Die Weinlese im sächsischen Elbtal zwischen Pirna und Diesbar-Seußlitz steht nach sieben Wochen vor dem Abschluss. Der Großteil der Weingüter sei schon fertig oder kurz vor dem Ende, sagte der Vorsitzende des Weinbauverbandes Sachsen, Felix Hößelbarth, der Deutschen Presse-Agentur. Der trockene September und Oktober seien ideal gewesen, auch für die Ernte. «Es wird ein sehr guter Jahrgang, in Qualität und Menge, über das gesamte Anbaugebiet.»
Laut Hößelbarth könnte die ursprüngliche Prognose von 28.500 Hektolitern Ertrag zu Lesebeginn noch übertroffen werden. «Das wären zehn Prozent mehr als im Vorjahr.» Er hält auch 29.000 Hektoliter für möglich.

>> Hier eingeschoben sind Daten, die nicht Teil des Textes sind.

//! ChronyManager — composes the runner, the report parsers, and the conf
//! editor into the operations the HTTP surface exposes.

use std::collections::HashMap;

use serde::Serialize;

use crate::conf::ConfEditor;
use crate::config::BridgeConfig;
use crate::error::BridgeError;
use crate::parse::sources::{parse_clients, parse_sources, ClientRecord, SourceRecord};
use crate::parse::tracking::{parse_activity, parse_tracking};
use crate::runner::{ChronycRunner, CommandOutput};

/// Per-server outcome of a replace-servers workflow.
#[derive(Debug, Clone, Serialize)]
pub struct ServerOutcome {
    pub server: String,
    pub output: String,
    pub error: Option<String>,
}

/// Aggregated daemon status snapshot.
///
/// Each section is fetched independently; a failing `tracking` query does not
/// prevent `sources` from being reported, and vice versa. Every field is
/// always present, with errors surfaced next to the (then empty) data.
#[derive(Debug, Serialize)]
pub struct StatusReport {
    pub server_mode_enabled: bool,
    pub tracking: HashMap<String, String>,
    pub tracking_error: Option<String>,
    pub sources: Vec<SourceRecord>,
    pub sources_error: Option<String>,
    pub activity: HashMap<String, String>,
    pub activity_error: Option<String>,
    pub clients: Vec<ClientRecord>,
    pub clients_error: Option<String>,
}

/// Orchestrates chronyc invocations and conf edits for the HTTP handlers.
pub struct ChronyManager {
    runner: ChronycRunner,
    conf: ConfEditor,
    default_servers: Vec<String>,
}

impl ChronyManager {
    /// Build a manager from validated bridge configuration.
    pub fn new(config: &BridgeConfig) -> Self {
        Self {
            runner: ChronycRunner::new(config.chronyc_command.clone()),
            conf: ConfEditor::new(config.conf_path.clone()),
            default_servers: config.default_servers.clone(),
        }
    }

    /// The conf editor, for the server-mode endpoints.
    pub fn conf(&self) -> &ConfEditor {
        &self.conf
    }

    /// Raw `sources` report, unparsed.
    pub async fn list_sources(&self) -> CommandOutput {
        self.runner.run(&["sources"]).await
    }

    /// Delete every configured source.
    pub async fn delete_sources(&self) -> CommandOutput {
        self.runner.run(&["delete", "sources"]).await
    }

    /// The control utility's own version string.
    pub async fn version(&self) -> CommandOutput {
        self.runner.run(&["--version"]).await
    }

    /// Replace all configured sources with `servers`, in order.
    ///
    /// Rejects an empty list before any process is spawned. Otherwise runs
    /// delete-then-add and reports every per-server outcome; a failed add
    /// does not stop later adds and nothing is rolled back.
    pub async fn replace_servers(&self, servers: &[String]) -> crate::Result<Vec<ServerOutcome>> {
        if servers.is_empty() {
            return Err(BridgeError::EmptyServerList);
        }
        Ok(self.apply_server_set(servers).await)
    }

    /// Replace all configured sources with the configured default list.
    ///
    /// Same workflow as `replace_servers`; the default list is non-empty by
    /// construction (config validation), so no input check is needed.
    pub async fn restore_defaults(&self) -> Vec<ServerOutcome> {
        self.apply_server_set(&self.default_servers).await
    }

    async fn apply_server_set(&self, servers: &[String]) -> Vec<ServerOutcome> {
        // Deleting an already-empty source list fails harmlessly on some
        // daemon versions, so the result is not inspected.
        let _ = self.delete_sources().await;

        let mut outcomes = Vec::with_capacity(servers.len());
        for server in servers {
            let result = self.runner.run(&["add", "server", server]).await;
            if !result.succeeded {
                tracing::warn!(server = %server, error = %result.stderr, "failed to add source");
            }
            outcomes.push(ServerOutcome {
                server: server.clone(),
                error: result.error(),
                output: result.stdout,
            });
        }
        outcomes
    }

    /// Collect the consolidated status snapshot.
    ///
    /// Runs the directive read plus the `tracking`, `sources`, `activity`,
    /// and `clients` queries independently. Each report is parsed only when
    /// its stdout is non-empty; otherwise the field stays empty while the
    /// error text is still surfaced.
    pub async fn status(&self) -> StatusReport {
        let server_mode_enabled = self.conf.server_mode_enabled().await;

        let tracking_out = self.runner.run(&["tracking"]).await;
        let tracking = if tracking_out.stdout.is_empty() {
            HashMap::new()
        } else {
            parse_tracking(&tracking_out.stdout)
        };

        let sources_out = self.runner.run(&["sources"]).await;
        let sources = if sources_out.stdout.is_empty() {
            Vec::new()
        } else {
            parse_sources(&sources_out.stdout)
        };

        let activity_out = self.runner.run(&["activity"]).await;
        let activity = if activity_out.stdout.is_empty() {
            HashMap::new()
        } else {
            parse_activity(&activity_out.stdout)
        };

        let clients_out = self.runner.run(&["clients"]).await;
        let clients = if clients_out.stdout.is_empty() {
            Vec::new()
        } else {
            parse_clients(&clients_out.stdout)
        };

        StatusReport {
            server_mode_enabled,
            tracking,
            tracking_error: tracking_out.error(),
            sources,
            sources_error: sources_out.error(),
            activity,
            activity_error: activity_out.error(),
            clients,
            clients_error: clients_out.error(),
        }
    }
}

Die Sonne am Ende sei auch gut für das Mostgewicht gewesen. 95 Grad Oechsle und höher sei «sehr ordentlich und spricht für gute Qualität». Und der Wein habe auch die nötigen Geschmacks- und Aromastoffe.
Dabei gab es laut Hößelbarth eine ungewohnte Abfolge von Gut- und Schlechtwetter mit Zeiten, «wo es viel zu trocken war und dann wieder zu viel Regen». Der erfolgreiche Weinbau werde unberechenbarer, herausfordernder und sei kein Selbstläufer. «Alles, was es an Regeln gibt und man an Erfahrung hat, lässt sich nicht einfach anwenden und übertragen.» So musste etwa beim Entblättern zur Belüftung der Trauben aufgepasst werden, dass nicht zu früh oder zu viel entfernt werde. «Sonst kann Sonne die Trauben verbrennen.»